Definition: The National Pension Scheme or NPS is a Government backed voluntary saving scheme that aims at inculcating saving habits for retirement amongst the citizens. It is designed to encourage systematic saving during the subscriber’s working life with an aim to offer old-age income or fixed retirement income to all the citizens of India, even NRIs.

The NPS (National Pension Scheme) is administered by the Pension Fund Regulatory and Development Authority (PFRDA), an autonomous body developed by the government of India with an intent to develop and regulate the pension market in India. Under this scheme, the savings of every individual are pooled in the pension fund, which is then invested by professional fund managers of PFRDA. As per the approved investment guidelines, the funds are invested in the diversified portfolio including, government bonds, bills, corporate shares and debentures.

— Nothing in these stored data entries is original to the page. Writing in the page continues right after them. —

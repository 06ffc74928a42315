//! Foundation types for oo.
//!
//! This crate provides the object model the `oo-core` operations work on:
//! property containers that delegate lookups to a prototype, the values they
//! hold, and native functions that run with an explicit receiver.
//!
//! # Key Types
//!
//! - [`Object`] — Shared container with an ordered property map, a prototype
//!   link, and an `uber` super reference
//! - [`Value`] — Property value, including the `Undefined` sentinel
//! - [`Function`] — Native callable invoked with `this` bound to a receiver
//! - [`Constructor`] — Fixed prototype plus the procedure that instantiates it
//! - [`OoError`] — Errors raised by lookups, calls, and serialization

pub mod error;
pub mod function;
pub mod object;
pub mod value;

pub use error::{OoError, OoResult};
pub use function::{ConstructFn, Constructor, Function, NativeFn};
pub use object::{Object, Property};
pub use value::Value;
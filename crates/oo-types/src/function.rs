use std::fmt;
use std::rc::Rc;

use crate::error::OoResult;
use crate::object::Object;
use crate::value::Value;

/// Signature of a native method: receives `this` and the call arguments.
pub type NativeFn = dyn Fn(&Object, &[Value]) -> OoResult<Value>;

/// A callable value stored in an object property.
///
/// Equality is identity: two `Function`s are equal only if they are clones
/// of the same handle.
#[derive(Clone)]
pub struct Function(Rc<NativeFn>);

impl Function {
    /// Wrap a closure as a callable value.
    pub fn new<F>(f: F) -> Self
    where
        F: Fn(&Object, &[Value]) -> OoResult<Value> + 'static,
    {
        Self(Rc::new(f))
    }

    /// Invoke with `this` bound to `receiver`.
    pub fn call(&self, receiver: &Object, args: &[Value]) -> OoResult<Value> {
        (self.0)(receiver, args)
    }

    /// Returns `true` if both handles point at the same function.
    pub fn ptr_eq(&self, other: &Self) -> bool {
        Rc::ptr_eq(&self.0, &other.0)
    }
}

impl PartialEq for Function {
    fn eq(&self, other: &Self) -> bool {
        self.ptr_eq(other)
    }
}

impl fmt::Debug for Function {
    fn fmt(&self, f: &mut fmt::Formatter<'_>) -> fmt::Result {
        write!(f, "Function({:p})", Rc::as_ptr(&self.0) as *const ())
    }
}

/// Procedure run by [`Constructor::construct`].
pub type ConstructFn = dyn Fn(&Constructor, &[Value]) -> OoResult<Object>;

/// A reusable constructor: a fixed prototype plus the procedure that
/// produces instances linked to it.
///
/// The prototype owns the procedure, so any instance can recover its
/// constructor through [`Object::constructor`] for as long as the instance
/// lives. Identity is the prototype's identity. The procedure receives the
/// constructor on every call and must not capture the prototype itself.
#[derive(Clone)]
pub struct Constructor {
    prototype: Object,
    procedure: Rc<ConstructFn>,
}

impl Constructor {
    /// Build a constructor around `prototype` and record the procedure as
    /// the prototype's `constructor`.
    pub fn new<F>(prototype: Object, procedure: F) -> Self
    where
        F: Fn(&Constructor, &[Value]) -> OoResult<Object> + 'static,
    {
        let procedure: Rc<ConstructFn> = Rc::new(procedure);
        prototype.set_constructor(Rc::clone(&procedure));
        Self {
            prototype,
            procedure,
        }
    }

    /// Rebuild the handle for a prototype found holding `procedure`.
    pub(crate) fn from_parts(prototype: Object, procedure: Rc<ConstructFn>) -> Self {
        Self {
            prototype,
            procedure,
        }
    }

    /// The prototype every instance delegates to.
    pub fn prototype(&self) -> &Object {
        &self.prototype
    }

    /// The object the prototype itself delegates to, if any.
    pub fn base(&self) -> Option<Object> {
        self.prototype.prototype()
    }

    /// Produce a new instance.
    pub fn construct(&self, args: &[Value]) -> OoResult<Object> {
        (self.procedure)(self, args)
    }

    /// Returns `true` if both handles build instances of the same prototype.
    pub fn ptr_eq(&self, other: &Self) -> bool {
        self.prototype.ptr_eq(&other.prototype)
    }
}

impl PartialEq for Constructor {
    fn eq(&self, other: &Self) -> bool {
        self.ptr_eq(other)
    }
}

impl fmt::Debug for Constructor {
    fn fmt(&self, f: &mut fmt::Formatter<'_>) -> fmt::Result {
        f.debug_struct("Constructor")
            .field("prototype", &self.prototype)
            .finish()
    }
}

#[cfg(test)]
mod tests {
    use super::*;

    #[test]
    fn call_binds_receiver() {
        let get_name = Function::new(|this, _| Ok(this.get("name")));
        let obj: Object = [("name", Value::from("fred"))].into_iter().collect();
        assert_eq!(get_name.call(&obj, &[]).unwrap(), Value::from("fred"));
    }

    #[test]
    fn equality_is_identity() {
        let f = Function::new(|_, _| Ok(Value::Undefined));
        let g = Function::new(|_, _| Ok(Value::Undefined));
        assert_eq!(f, f.clone());
        assert_ne!(f, g);
    }

    #[test]
    fn constructor_registers_itself_on_prototype() {
        let proto = Object::new();
        let ctor = Constructor::new(proto.clone(), |c, _| {
            Ok(Object::with_prototype(c.prototype()))
        });
        assert_eq!(proto.constructor(), Some(ctor.clone()));

        let instance = ctor.construct(&[]).unwrap();
        assert_eq!(instance.constructor(), Some(ctor));
    }

    #[test]
    fn instance_keeps_constructor_after_handle_drops() {
        let instance = Constructor::new(Object::new(), |c, _| {
            Ok(Object::with_prototype(c.prototype()))
        })
        .construct(&[])
        .unwrap();

        let ctor = instance.constructor().expect("constructor should survive");
        assert_eq!(Some(ctor.prototype().clone()), instance.prototype());

        // The recovered handle still builds instances.
        let sibling = ctor.construct(&[]).unwrap();
        assert_eq!(sibling.constructor(), Some(ctor));
    }

    #[test]
    fn dropping_everything_frees_the_prototype() {
        let proto = Object::new();
        let weak = Rc::downgrade(&proto.0);
        let ctor = Constructor::new(proto, |c, _| Ok(Object::with_prototype(c.prototype())));
        let instance = ctor.construct(&[]).unwrap();
        drop(ctor);
        drop(instance);
        assert!(weak.upgrade().is_none());
    }

    #[test]
    fn base_is_prototype_of_prototype() {
        let base = Object::new();
        let proto = Object::with_prototype(&base);
        let ctor = Constructor::new(proto, |c, _| Ok(Object::with_prototype(c.prototype())));
        assert_eq!(ctor.base(), Some(base));
    }
}
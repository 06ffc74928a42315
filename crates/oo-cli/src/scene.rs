//! Named object scenes loaded from JSON.
//!
//! A scene file is a JSON object whose entries are named objects. The
//! reserved key `"$proto"` names another entry to use as prototype; such
//! entries are created with [`oo_core::link`], so they also carry `uber`.
//!
//! ```json
//! {
//!   "base": { "name": "base", "kind": "animal" },
//!   "dog":  { "$proto": "base", "name": "dog" }
//! }
//! ```

use std::collections::BTreeMap;
use std::path::Path;

use oo_core::{link, Object};
use thiserror::Error;
use tracing::debug;

/// Key naming an entry's prototype.
pub const PROTO_KEY: &str = "$proto";

/// Errors raised while loading a scene.
#[derive(Debug, Error)]
pub enum SceneError {
    #[error("io error: {0}")]
    Io(#[from] std::io::Error),

    #[error("invalid JSON: {0}")]
    Json(#[from] serde_json::Error),

    #[error("scene root must be a JSON object")]
    RootNotObject,

    #[error("entry {name} must be a JSON object")]
    EntryNotObject { name: String },

    #[error("entry {name}: $proto must be a string")]
    InvalidPrototype { name: String },

    #[error("entry {name}: unknown prototype {proto}")]
    UnknownPrototype { name: String, proto: String },

    #[error("prototype cycle through {name}")]
    CyclicPrototype { name: String },

    #[error("no object named {name}")]
    UnknownObject { name: String },
}

/// Result alias for scene operations.
pub type Result<T> = std::result::Result<T, SceneError>;

/// A set of named, possibly linked objects.
#[derive(Debug, Default)]
pub struct Scene {
    objects: BTreeMap<String, Object>,
}

impl Scene {
    /// Read and build a scene from a JSON file.
    pub fn load(path: &Path) -> Result<Self> {
        let text = std::fs::read_to_string(path)?;
        let json: serde_json::Value = serde_json::from_str(&text)?;
        Self::from_json(&json)
    }

    /// Build a scene, linking entries to their prototypes.
    pub fn from_json(json: &serde_json::Value) -> Result<Self> {
        let defs = json.as_object().ok_or(SceneError::RootNotObject)?;
        let mut scene = Self::default();
        let mut building = Vec::new();
        for name in defs.keys() {
            scene.build(name, defs, &mut building)?;
        }
        debug!(objects = scene.objects.len(), "loaded scene");
        Ok(scene)
    }

    fn build(
        &mut self,
        name: &str,
        defs: &serde_json::Map<String, serde_json::Value>,
        building: &mut Vec<String>,
    ) -> Result<Object> {
        if let Some(obj) = self.objects.get(name) {
            return Ok(obj.clone());
        }
        if building.iter().any(|n| n == name) {
            return Err(SceneError::CyclicPrototype {
                name: name.to_string(),
            });
        }
        let def = defs
            .get(name)
            .and_then(|d| d.as_object())
            .ok_or_else(|| SceneError::EntryNotObject {
                name: name.to_string(),
            })?;

        building.push(name.to_string());
        let proto = match def.get(PROTO_KEY) {
            None => None,
            Some(serde_json::Value::String(proto)) => {
                if !defs.contains_key(proto) {
                    return Err(SceneError::UnknownPrototype {
                        name: name.to_string(),
                        proto: proto.clone(),
                    });
                }
                Some(self.build(proto, defs, building)?)
            }
            Some(_) => {
                return Err(SceneError::InvalidPrototype {
                    name: name.to_string(),
                })
            }
        };
        building.pop();

        let fields: serde_json::Map<String, serde_json::Value> = def
            .iter()
            .filter(|(key, _)| key.as_str() != PROTO_KEY)
            .map(|(key, value)| (key.clone(), value.clone()))
            .collect();
        let props = Object::from_json_map(&fields);
        let obj = match proto {
            Some(proto) => link(&proto, Some(&props)),
            None => props,
        };
        self.objects.insert(name.to_string(), obj.clone());
        Ok(obj)
    }

    /// Look up an object by name.
    pub fn get(&self, name: &str) -> Result<&Object> {
        self.objects.get(name).ok_or_else(|| SceneError::UnknownObject {
            name: name.to_string(),
        })
    }

    /// Name of a scene object, if it is one.
    pub fn name_of(&self, obj: &Object) -> Option<&str> {
        self.objects
            .iter()
            .find(|(_, candidate)| candidate.ptr_eq(obj))
            .map(|(name, _)| name.as_str())
    }

    /// Object names in sorted order.
    pub fn names(&self) -> impl Iterator<Item = &str> {
        self.objects.keys().map(String::as_str)
    }

    pub fn len(&self) -> usize {
        self.objects.len()
    }

    pub fn is_empty(&self) -> bool {
        self.objects.is_empty()
    }
}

The National Pension Scheme offers the following features to help the subscriber to save for his retirement:

  1. All citizens (including NRIs) under the age bracket 18 years to 60 years can invest in the national pension scheme.
  2. A minimum annual contribution to the NPS is Rs. 6,000 while there is no maximum limit of contribution. The minimum amount per contribution is Rs 500 and a minimum one contribution (in number) is allowed in a year.

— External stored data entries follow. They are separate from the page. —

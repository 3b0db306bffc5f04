//! Reading snapshot and volume files from disk.

use std::{fs, io::Write, path::Path};

use approx::assert_abs_diff_eq;
use hydro_toolbox_core::{
    formats::{
        grid,
        read_ext::Endian,
        volume::{self, LengthCheck},
    },
    AnalysisConfig, GridSnapshot, TemperatureEvolution, VolumeDescriptor, VolumeDims,
    VolumeFormat, VolumeProfile,
};

fn write_volume(path: &Path, values: &[f32]) {
    let mut file = fs::File::create(path).expect("create volume file");
    for v in values {
        file.write_all(&v.to_le_bytes()).expect("write value");
    }
}

#[test]
fn grid_snapshot_from_file() {
    let dir = tempfile::tempdir().expect("create temp dir");
    let path = dir.path().join("u_field_1.dat");

    let mut body = String::from("neta 1 nx 3 ny 2 deta 0.1 dx 0.2 dy 0.2\n");
    for i in 0..3 {
        for j in 0..2 {
            body.push_str(&format!("{i} {j} 0 {}\n", (i * 2 + j + 1) as f64));
        }
        body.push('\n');
    }
    fs::write(&path, body).expect("write grid file");

    let grid = GridSnapshot::read(&path).expect("read grid");
    assert_eq!((grid.nx(), grid.ny()), (3, 2));
    assert_eq!(grid.dx(), 0.2);
    assert_abs_diff_eq!(grid.values().sum(), 1.0, epsilon = 1e-9);
    assert_abs_diff_eq!(grid.values()[[2, 1]], 6.0 / 21.0, epsilon = 1e-12);

    let stats = grid.stats().expect("non-empty grid");
    assert_abs_diff_eq!(stats.max, 6.0 / 21.0, epsilon = 1e-12);
}

#[test]
fn missing_grid_file() {
    let dir = tempfile::tempdir().expect("create temp dir");
    let err = GridSnapshot::read(dir.path().join("missing.dat")).unwrap_err();
    assert!(matches!(err, grid::Error::Io(_)));
}

#[test]
fn exact_length_check_rejects_any_other_size() {
    let dir = tempfile::tempdir().expect("create temp dir");
    let path = dir.path().join("evolution_xyeta.dat");
    let dims = VolumeDims::new(2, 2, 2, 1);
    let exact = VolumeFormat {
        byte_order: Endian::Little,
        length_check: LengthCheck::Exact,
    };

    for count in [7usize, 8, 9] {
        write_volume(&path, &vec![0.2; count]);
        let result = VolumeDescriptor::new(&path, dims).with_format(exact).load();
        if count == 8 {
            assert!(result.is_ok(), "{count} values should load");
        } else {
            assert!(
                matches!(result, Err(volume::Error::ShapeMismatch { .. })),
                "{count} values should be rejected"
            );
        }
    }
}

#[test]
fn temperature_evolution_from_file() {
    let dir = tempfile::tempdir().expect("create temp dir");
    let path = dir.path().join("evolution_xyeta.dat");

    // 3 frames, 2 eta bins, 2x2 cells, 2 components; component 1 is noise
    let dims = VolumeDims::new(3, 2, 2, 2);
    let mut values = Vec::new();
    for tau in 0..3 {
        for eta in 0..2 {
            for cell in 0..4 {
                let temperature = if eta == 1 {
                    0.1 + 0.1 * (tau + cell) as f32
                } else {
                    -1.0
                };
                values.push(temperature);
                values.push(99.0);
            }
        }
    }
    write_volume(&path, &values);

    let volume = VolumeProfile::read(&path, dims).expect("read volume");
    let config = AnalysisConfig {
        eta: 5.0,
        ..Default::default()
    };
    let slice = volume
        .slice_at_eta(config.eta, &config.eta_range)
        .expect("eta in range");
    assert_eq!(slice.eta_index(), 1);

    let evolution = TemperatureEvolution::from_slice(&slice, &config).expect("evolution");
    assert_eq!(evolution.len(), 3);
    // frame 0: 0.1 0.2 0.3 0.4, the first is below the cutoff
    assert_abs_diff_eq!(evolution.average[0], 0.3, epsilon = 1e-6);
    assert_abs_diff_eq!(evolution.maximum[0], 0.4, epsilon = 1e-6);
    assert_abs_diff_eq!(evolution.minimum[0], 0.16, epsilon = 1e-6);
    // frame 2: 0.3 0.4 0.5 0.6
    assert_abs_diff_eq!(evolution.average[2], 0.45, epsilon = 1e-6);
    assert_abs_diff_eq!(evolution.minimum[2], 0.3, epsilon = 1e-6);
    assert_abs_diff_eq!(evolution.tau[2], 0.8, epsilon = 1e-12);
}
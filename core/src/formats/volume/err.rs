use ndarray::ShapeError;
use thiserror::Error;

#[derive(Error, Debug)]
pub enum Error {
    #[error("I/O error: {0}")]
    IoErr(#[from] std::io::Error),

    #[error("Dimension {0} must not be zero")]
    EmptyDimension(&'static str),

    #[error("Volume size overflows (n_tau={n_tau}, n_eta={n_eta}, n_x={n_x}, n_comp={n_comp})")]
    DimensionOverflow {
        n_tau: usize,
        n_eta: usize,
        n_x: usize,
        n_comp: usize,
    },

    #[error("Bad file size: read {read} bytes, expected {expected}")]
    ShapeMismatch { read: usize, expected: usize },

    #[error("Reshaping data resulted in shape error: {0}")]
    ShapeErr(#[from] ShapeError),

    #[error("Eta {eta} is outside of the {n_eta} bins covering [{min}, {max})")]
    EtaOutOfRange {
        eta: f64,
        n_eta: usize,
        min: f64,
        max: f64,
    },

    #[error("Component {component} does not exist, file has {n_comp}")]
    ComponentOutOfRange { component: usize, n_comp: usize },
}
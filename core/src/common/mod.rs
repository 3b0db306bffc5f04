pub mod arr_meta;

  3. According to the investment guidelines, the pension fund is invested in three asset classes; Equity (E), Corporate Debt (D) and Government securities (G). The subscriber can opt for the asset class in which he wants his funds to be invested.
  4. A nominal investment management charge of 0.250% is levied on the net assets under management.

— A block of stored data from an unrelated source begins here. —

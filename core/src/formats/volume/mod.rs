mod err;

use std::{
    fs::File,
    io::{BufReader, Read},
    path::{Path, PathBuf},
};

use derive_more::Constructor;
use ndarray::{s, Array5, ArrayView3, ArrayView5};
use serde::{Deserialize, Serialize};
use tracing::{debug, instrument};

use crate::config::EtaRange;
use crate::formats::read_ext::{Endian, ReadExt};
pub use err::Error;

/// Component holding the temperature (GeV) of a cell.
pub const TEMPERATURE: usize = 0;

/// Shape of a volume file, which the file itself does not store.
///
/// Data is laid out `(tau, eta, x, y, component)` with `y` sharing the
/// size of `x`.
#[derive(Debug, Clone, Copy, PartialEq, Eq, Hash, Constructor, Serialize, Deserialize)]
#[serde(default, deny_unknown_fields)]
pub struct VolumeDims {
    pub n_tau: usize,
    pub n_eta: usize,
    pub n_x: usize,
    pub n_comp: usize,
}

impl Default for VolumeDims {
    fn default() -> Self {
        Self {
            n_tau: 84,
            n_eta: 64,
            n_x: 100,
            n_comp: 5,
        }
    }
}

impl VolumeDims {
    pub fn shape(&self) -> (usize, usize, usize, usize, usize) {
        (self.n_tau, self.n_eta, self.n_x, self.n_x, self.n_comp)
    }

    /// Number of floats in the file, checking for empty or overflowing shapes.
    pub fn value_count(&self) -> Result<usize, Error> {
        for (name, n) in [
            ("n_tau", self.n_tau),
            ("n_eta", self.n_eta),
            ("n_x", self.n_x),
            ("n_comp", self.n_comp),
        ] {
            if n == 0 {
                return Err(Error::EmptyDimension(name));
            }
        }

        [self.n_eta, self.n_x, self.n_x, self.n_comp]
            .into_iter()
            .try_fold(self.n_tau, usize::checked_mul)
            .ok_or(Error::DimensionOverflow {
                n_tau: self.n_tau,
                n_eta: self.n_eta,
                n_x: self.n_x,
                n_comp: self.n_comp,
            })
    }

    pub fn byte_count(&self) -> Result<usize, Error> {
        self.value_count()?
            .checked_mul(std::mem::size_of::<f32>())
            .ok_or(Error::DimensionOverflow {
                n_tau: self.n_tau,
                n_eta: self.n_eta,
                n_x: self.n_x,
                n_comp: self.n_comp,
            })
    }
}

/// What to do with bytes beyond the declared shape.
#[derive(Debug, Clone, Copy, Default, PartialEq, Eq, Serialize, Deserialize)]
#[serde(rename_all = "kebab-case")]
pub enum LengthCheck {
    /// Ignore trailing bytes, only a short file is an error.
    #[default]
    AllowTrailing,
    /// The file must hold exactly the declared number of floats.
    Exact,
}

#[derive(Debug, Clone, Copy, Default, PartialEq, Eq, Serialize, Deserialize)]
#[serde(default, deny_unknown_fields)]
pub struct VolumeFormat {
    pub byte_order: Endian,
    pub length_check: LengthCheck,
}

/// Where a volume file lives and how to interpret it. Holds no data.
#[derive(Debug, Clone, PartialEq)]
pub struct VolumeDescriptor {
    pub path: PathBuf,
    pub dims: VolumeDims,
    pub format: VolumeFormat,
}

impl VolumeDescriptor {
    pub fn new(path: impl Into<PathBuf>, dims: VolumeDims) -> Self {
        Self {
            path: path.into(),
            dims,
            format: VolumeFormat::default(),
        }
    }

    pub fn with_format(mut self, format: VolumeFormat) -> Self {
        self.format = format;
        self
    }

    #[instrument(skip(self), fields(path = %self.path.display()))]
    pub fn load(&self) -> Result<VolumeProfile, Error> {
        let file = File::open(&self.path)?;
        VolumeProfile::from_reader(BufReader::new(file), self.dims, &self.format)
    }
}

/// A fully loaded volume file.
#[derive(Debug, Clone)]
pub struct VolumeProfile {
    dims: VolumeDims,
    data: Array5<f32>,
}

impl VolumeProfile {
    /// Loads `path` with the default format (little endian, trailing bytes ignored).
    pub fn read(path: impl AsRef<Path>, dims: VolumeDims) -> Result<Self, Error> {
        VolumeDescriptor::new(path.as_ref(), dims).load()
    }

    #[instrument(skip(rdr))]
    pub fn from_reader(
        mut rdr: impl Read,
        dims: VolumeDims,
        format: &VolumeFormat,
    ) -> Result<Self, Error> {
        let expected = dims.byte_count()?;

        let bytes = match format.length_check {
            LengthCheck::AllowTrailing => rdr.read_up_to(expected)?,
            LengthCheck::Exact => rdr.read_all()?,
        };
        if bytes.len() != expected {
            return Err(Error::ShapeMismatch {
                read: bytes.len(),
                expected,
            });
        }

        let mut values = vec![0f32; dims.value_count()?];
        format.byte_order.read_f32_into(&bytes, &mut values);
        let data = Array5::from_shape_vec(dims.shape(), values)?;

        debug!(bytes = expected, "Loaded volume");

        Ok(VolumeProfile { dims, data })
    }

    pub fn dims(&self) -> VolumeDims {
        self.dims
    }

    /// All values indexed `[tau, eta, x, y, component]`.
    pub fn data(&self) -> ArrayView5<'_, f32> {
        self.data.view()
    }

    pub fn eta_index(&self, eta: f64, range: &EtaRange) -> Result<usize, Error> {
        range
            .bin_index(eta, self.dims.n_eta)
            .ok_or(Error::EtaOutOfRange {
                eta,
                n_eta: self.dims.n_eta,
                min: range.min,
                max: range.max,
            })
    }

    /// Temperature at every `(tau, x, y)` for the eta bin containing `eta`.
    pub fn slice_at_eta(&self, eta: f64, range: &EtaRange) -> Result<TemperatureSlice<'_>, Error> {
        let eta_index = self.eta_index(eta, range)?;
        Ok(TemperatureSlice {
            eta_index,
            data: self.data.slice(s![.., eta_index, .., .., TEMPERATURE]),
        })
    }

    pub fn component_at_eta(
        &self,
        eta: f64,
        range: &EtaRange,
        component: usize,
    ) -> Result<ArrayView3<'_, f32>, Error> {
        if component >= self.dims.n_comp {
            return Err(Error::ComponentOutOfRange {
                component,
                n_comp: self.dims.n_comp,
            });
        }
        let eta_index = self.eta_index(eta, range)?;
        Ok(self.data.slice(s![.., eta_index, .., .., component]))
    }
}

/// Read-only `(tau, x, y)` temperature view at a fixed eta bin.
#[derive(Debug, Clone)]
pub struct TemperatureSlice<'a> {
    eta_index: usize,
    data: ArrayView3<'a, f32>,
}

impl<'a> TemperatureSlice<'a> {
    pub fn new(eta_index: usize, data: ArrayView3<'a, f32>) -> Self {
        Self { eta_index, data }
    }

    pub fn eta_index(&self) -> usize {
        self.eta_index
    }

    pub fn data(&self) -> ArrayView3<'a, f32> {
        self.data.clone()
    }

    pub fn n_tau(&self) -> usize {
        self.data.len_of(ndarray::Axis(0))
    }
}

#[cfg(test)]
mod tests {
    use super::*;

    /// Every float holds its own flat index.
    fn indexed_bytes(count: usize, endian: Endian) -> Vec<u8> {
        (0..count)
            .flat_map(|i| match endian {
                Endian::Little => (i as f32).to_le_bytes(),
                Endian::Big => (i as f32).to_be_bytes(),
            })
            .collect()
    }

    const DIMS: VolumeDims = VolumeDims {
        n_tau: 2,
        n_eta: 4,
        n_x: 3,
        n_comp: 2,
    };

    #[test]
    fn reshapes_row_major() {
        let bytes = indexed_bytes(144, Endian::Little);
        let volume = VolumeProfile::from_reader(&bytes[..], DIMS, &VolumeFormat::default()).unwrap();

        assert_eq!(volume.data().dim(), (2, 4, 3, 3, 2));
        // ((((1 * 4 + 2) * 3 + 1) * 3 + 2) * 2 + 1)
        assert_eq!(volume.data()[[1, 2, 1, 2, 1]], 119.0);
        assert_eq!(volume.data()[[0, 0, 0, 0, 1]], 1.0);
    }

    #[test]
    fn big_endian() {
        let bytes = indexed_bytes(144, Endian::Big);
        let format = VolumeFormat {
            byte_order: Endian::Big,
            ..Default::default()
        };
        let volume = VolumeProfile::from_reader(&bytes[..], DIMS, &format).unwrap();
        assert_eq!(volume.data()[[1, 2, 1, 2, 1]], 119.0);
    }

    #[test]
    fn short_file_is_rejected() {
        let bytes = indexed_bytes(143, Endian::Little);
        let err = VolumeProfile::from_reader(&bytes[..], DIMS, &VolumeFormat::default()).unwrap_err();
        assert!(matches!(
            err,
            Error::ShapeMismatch {
                read: 572,
                expected: 576
            }
        ));
    }

    #[test]
    #[cfg(target_pointer_width = "64")]
    fn short_file_with_huge_dims_is_rejected() {
        // 2^50 bytes declared, 16 present
        let dims = VolumeDims::new(1 << 16, 1 << 16, 1 << 8, 1);
        for format in [
            VolumeFormat::default(),
            VolumeFormat {
                length_check: LengthCheck::Exact,
                ..Default::default()
            },
        ] {
            let err = VolumeProfile::from_reader(&[0u8; 16][..], dims, &format).unwrap_err();
            assert!(matches!(
                err,
                Error::ShapeMismatch {
                    read: 16,
                    expected: 1_125_899_906_842_624
                }
            ));
        }
    }

    #[test]
    fn trailing_bytes() {
        let mut bytes = indexed_bytes(144, Endian::Little);
        bytes.extend_from_slice(&[0, 0, 0, 0, 1]);

        let volume = VolumeProfile::from_reader(&bytes[..], DIMS, &VolumeFormat::default()).unwrap();
        assert_eq!(volume.data()[[1, 3, 2, 2, 1]], 143.0);

        let exact = VolumeFormat {
            length_check: LengthCheck::Exact,
            ..Default::default()
        };
        let err = VolumeProfile::from_reader(&bytes[..], DIMS, &exact).unwrap_err();
        assert!(matches!(
            err,
            Error::ShapeMismatch {
                read: 581,
                expected: 576
            }
        ));
    }

    #[test]
    fn zero_dimension() {
        let dims = VolumeDims::new(2, 0, 3, 1);
        let err = VolumeProfile::from_reader(&b""[..], dims, &VolumeFormat::default()).unwrap_err();
        assert!(matches!(err, Error::EmptyDimension("n_eta")));
    }

    #[test]
    fn overflowing_dimensions() {
        let dims = VolumeDims::new(usize::MAX, 2, 1, 1);
        assert!(matches!(
            dims.value_count(),
            Err(Error::DimensionOverflow { .. })
        ));
    }

    #[test]
    fn slice_selects_eta_bin_and_temperature() {
        let bytes = indexed_bytes(144, Endian::Little);
        let volume = VolumeProfile::from_reader(&bytes[..], DIMS, &VolumeFormat::default()).unwrap();

        // 4 bins over [-10, 10): eta 0.0 lies in bin 2
        let slice = volume.slice_at_eta(0.0, &EtaRange::default()).unwrap();
        assert_eq!(slice.eta_index(), 2);
        assert_eq!(slice.data().dim(), (2, 3, 3));
        assert_eq!(slice.n_tau(), 2);
        for ((t, x, y), v) in slice.data().indexed_iter() {
            assert_eq!(*v, volume.data()[[t, 2, x, y, TEMPERATURE]]);
        }
    }

    #[test]
    fn eta_bin_boundaries() {
        let dims = VolumeDims::new(1, 64, 1, 1);
        let bytes = indexed_bytes(64, Endian::Little);
        let volume = VolumeProfile::from_reader(&bytes[..], dims, &VolumeFormat::default()).unwrap();
        let range = EtaRange::default();

        assert_eq!(volume.slice_at_eta(0.0, &range).unwrap().eta_index(), 32);
        assert_eq!(volume.slice_at_eta(-10.0, &range).unwrap().eta_index(), 0);
        assert_eq!(volume.slice_at_eta(9.99, &range).unwrap().eta_index(), 63);

        assert!(matches!(
            volume.slice_at_eta(10.0, &range),
            Err(Error::EtaOutOfRange { .. })
        ));
        assert!(matches!(
            volume.slice_at_eta(-10.5, &range),
            Err(Error::EtaOutOfRange { .. })
        ));
    }

    #[test]
    fn other_components() {
        let bytes = indexed_bytes(144, Endian::Little);
        let volume = VolumeProfile::from_reader(&bytes[..], DIMS, &VolumeFormat::default()).unwrap();
        let range = EtaRange::default();

        let comp = volume.component_at_eta(0.0, &range, 1).unwrap();
        assert_eq!(comp[[1, 1, 2]], volume.data()[[1, 2, 1, 2, 1]]);

        assert!(matches!(
            volume.component_at_eta(0.0, &range, 2),
            Err(Error::ComponentOutOfRange {
                component: 2,
                n_comp: 2
            })
        ));
    }
}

  5. The salaried, as well as non-salaried individuals, can contribute to the NPS and can claim for deductions under Section 80 CCD (1). In the case of employees, 10% of his basic salary plus Dearness Allowance (DA) can be claimed for deductions. While in the case of non-employees, 10% of the total gross income in the financial year is eligible for the deductions.
  6. The maximum amount allowed to be invested in NPS that can be claimed for deductions has been increased from Rs 1 Lacs to Rs 1.5 Lacs. Moreover, in order to encourage people to contribute towards NPS, an additional deduction of Rs 50,000 is provided in respect of any amount paid. An additional benefit of Rs 50,000 is over and above the benefit of Rs 1.5 Lac that can be claimed for the deductions under section 80 C. Thus, an individual can claim his total contribution of Rs 2 Lac for the tax deductions.
  7. The contribution made by the employer to the NPS scheme would be allowed for deductions under the section 80 CCD (2). The amount that can be claimed for the deductions will be up to 10% of the salary of the individual.
  8. The amount invested in the national pension scheme is given back to the subscriber in the form of a pension after retirement or the surrender of the policy. On withdrawal from the NPS Scheme, 40% of the accumulated income is exempted from the tax while the rest of the 60% is taxable as per the Income Tax Slabs.

Note: In case, the amount received from the NPS scheme is used for the purchase of an Annuity Plan in the same year; the year of receipt, no tax shall be levied on the same.